1. The Parking Lot Attendant, by Nafkote Tamirat. This is a ludicrously beautiful and witty novel, even if it fails to quite stick the landing. It's the story of the daughter of Ethiopian immigrants living in Boston, and the weird and titular not-quite-cult-leader she encounters in the local community who draws her into a conspiracy involving a potential utopia. It's hard to describe, but absolutely worth grabbing, and works on multiple levels if you're familiar with the "joys" of trying to get places around metro Boston using public transit.

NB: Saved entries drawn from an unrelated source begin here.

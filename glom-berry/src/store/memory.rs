//! 内存驻留的平面存储.

use super::{Channel, LabelSink, PlaneStore, StoreError, StoreErrorKind};
use crate::{
    GeometryAttr, LabelStack, MaskStack, OwnedLabelSlice, OwnedMaskSlice, OwnedScanSlice,
    ScanStack, StackGeometry,
};

/// 以内存体数据为后端的平面存储.
///
/// 服务于小型体数据、合成数据与测试场景; 大型体数据应使用
/// [`super::DirectoryStore`].
#[derive(Debug, Clone)]
pub struct MemoryStore {
    scan: ScanStack,
    tissue: MaskStack,
    glomeruli2d: MaskStack,
    labels3d: LabelStack,
}

impl MemoryStore {
    /// 以 `scan` 为输入体数据创建存储, 其余通道初始化为全背景.
    pub fn from_scan(scan: ScanStack) -> MemoryStore {
        let (shape, voxel) = (scan.shape(), scan.voxel_size());
        Self {
            scan,
            tissue: MaskStack::zeros(shape, voxel),
            glomeruli2d: MaskStack::zeros(shape, voxel),
            labels3d: LabelStack::zeros(shape, voxel),
        }
    }

    /// 获取标签通道的整体视图.
    #[inline]
    pub fn labels3d(&self) -> &LabelStack {
        &self.labels3d
    }

    /// 获取组织通道的整体视图.
    #[inline]
    pub fn tissue(&self) -> &MaskStack {
        &self.tissue
    }

    /// 获取肾小球掩膜通道的整体视图.
    #[inline]
    pub fn glomeruli2d(&self) -> &MaskStack {
        &self.glomeruli2d
    }

    /// 校验 z 与平面形状, 返回带通道标记的错误.
    fn check_plane(
        &self,
        z: usize,
        channel: Channel,
        actual: crate::Idx2d,
    ) -> Result<(), StoreError> {
        if z >= self.len_z() {
            return Err(StoreError::new(z, channel, StoreErrorKind::NotFound));
        }
        let expected = self.slice_shape();
        if actual != expected {
            return Err(StoreError::new(
                z,
                channel,
                StoreErrorKind::BadShape { expected, actual },
            ));
        }
        Ok(())
    }

    fn check_z(&self, z: usize, channel: Channel) -> Result<(), StoreError> {
        if z >= self.len_z() {
            return Err(StoreError::new(z, channel, StoreErrorKind::NotFound));
        }
        Ok(())
    }
}

impl GeometryAttr for MemoryStore {
    #[inline]
    fn geometry(&self) -> StackGeometry {
        self.scan.geometry()
    }
}

impl LabelSink for MemoryStore {
    fn write_labels(&mut self, z: usize, plane: &OwnedLabelSlice) -> Result<(), StoreError> {
        self.check_plane(z, Channel::Labels3d, plane.as_immut().shape())?;
        self.labels3d.set_slice(z, plane);
        Ok(())
    }
}

impl PlaneStore for MemoryStore {
    fn read_scan(&self, z: usize) -> Result<OwnedScanSlice, StoreError> {
        self.check_z(z, Channel::Scan)?;
        Ok(self.scan.slice_at(z).to_owned())
    }

    fn read_tissue(&self, z: usize) -> Result<OwnedMaskSlice, StoreError> {
        self.check_z(z, Channel::Tissue)?;
        Ok(self.tissue.slice_at(z).to_owned())
    }

    fn write_tissue(&mut self, z: usize, plane: &OwnedMaskSlice) -> Result<(), StoreError> {
        self.check_plane(z, Channel::Tissue, plane.as_immut().shape())?;
        self.tissue.set_slice(z, plane);
        Ok(())
    }

    fn read_glomeruli2d(&self, z: usize) -> Result<OwnedMaskSlice, StoreError> {
        self.check_z(z, Channel::Glomeruli2d)?;
        Ok(self.glomeruli2d.slice_at(z).to_owned())
    }

    fn write_glomeruli2d(&mut self, z: usize, plane: &OwnedMaskSlice) -> Result<(), StoreError> {
        self.check_plane(z, Channel::Glomeruli2d, plane.as_immut().shape())?;
        self.glomeruli2d.set_slice(z, plane);
        Ok(())
    }

    fn read_labels(&self, z: usize) -> Result<OwnedLabelSlice, StoreError> {
        self.check_z(z, Channel::Labels3d)?;
        Ok(self.labels3d.slice_at(z).to_owned())
    }
}

#[cfg(test)]
mod tests {
    use super::*;
    use crate::store::StoreErrorKind;
    use crate::VoxelSize;

    fn small_store() -> MemoryStore {
        MemoryStore::from_scan(ScanStack::zeros((3, 4, 5), VoxelSize::isotropic_unit()))
    }

    #[test]
    fn test_read_write_roundtrip() {
        let mut store = small_store();
        let mut mask = OwnedMaskSlice::zeros((4, 5));
        mask.as_mutable()[(1, 2)] = 255;
        store.write_tissue(2, &mask).unwrap();
        let back = store.read_tissue(2).unwrap();
        assert_eq!(back.as_immut()[(1, 2)], 255);
        assert_eq!(back.as_immut().count_foreground(), 1);
    }

    #[test]
    fn test_out_of_range_tagged_with_z() {
        let store = small_store();
        let err = store.read_scan(7).unwrap_err();
        assert_eq!(err.z, 7);
        assert_eq!(err.channel, Channel::Scan);
        assert!(matches!(err.kind, StoreErrorKind::NotFound));
    }

    #[test]
    fn test_bad_shape_rejected() {
        let mut store = small_store();
        let plane = OwnedLabelSlice::zeros((9, 9));
        let err = store.write_labels(0, &plane).unwrap_err();
        assert!(matches!(
            err.kind,
            StoreErrorKind::BadShape {
                expected: (4, 5),
                actual: (9, 9)
            }
        ));
    }
}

2. (Unnamed novel reviewed for PW)
3. What is Real: The Unfinished Quest for the Meaning of Quantum Physics, by Adam Becker. I mean, doesn't "particle physics" sound like a perfect topic for travel reading? Seriously, this is an excellent book, much more a science history book than a pure science one (I'm someone who hasn't taken a physics course since the seventh grade, so trust me when I say this is aimed at the general public). It's a great dive into the battle over quantum origins and the battle over the Copenhagen Interpretation, featuring all of the major players -- Einstein, Bohr, Heisenberg, Pauli, Bell, Everett, Bohm, de Broglie, etc. -- with as much biography of them thrown in along with their conflicts and discussion of theory. Really recommended for anyone with an interest in science.
4. The Keeper of Lost Causes, by Jussi Adler-Olsen. I try to read a few mysteries-in-translation every year, and having spent the last few years on French and Japanese authors, am finally swinging back to Nordic crime authors (which may be redundant, as it seems like every author from the Nordic countries who gets translated today writes crime -- see also Alvtegen, Nesbo, Larsson, etc). This book is the first in the "Department Q" series, a story of a cold case unit started for political reasons. It's much wittier than a lot of the generally-grim Nordic Noir stuff, with a solid and flawed hero and some nice twists. I'll definitely be grabbing more books from the series.
5. The Ensemble, by Aja Gabel. This is kind of a perfect little summer beach read (although I read it on the plane ride back). It's the story of the members of a string quartet over the course of fifteen years, complete with their romantic entanglements, health issues, and professional crises. It's a fun and sweet novel about love (in many forms), and probably has extra appeal for musically-inclined folks.
ETA: 6. Florida, by Lauren Groff. A fascinating and melancholy collection of stories. There are themes and repeated symbols (storms, unnamed spouses and children, dogs) running throughout, and it's the sort of collection you want to sit and let marinate in your head for a bit. Also recommended, although maybe not as cruise reading.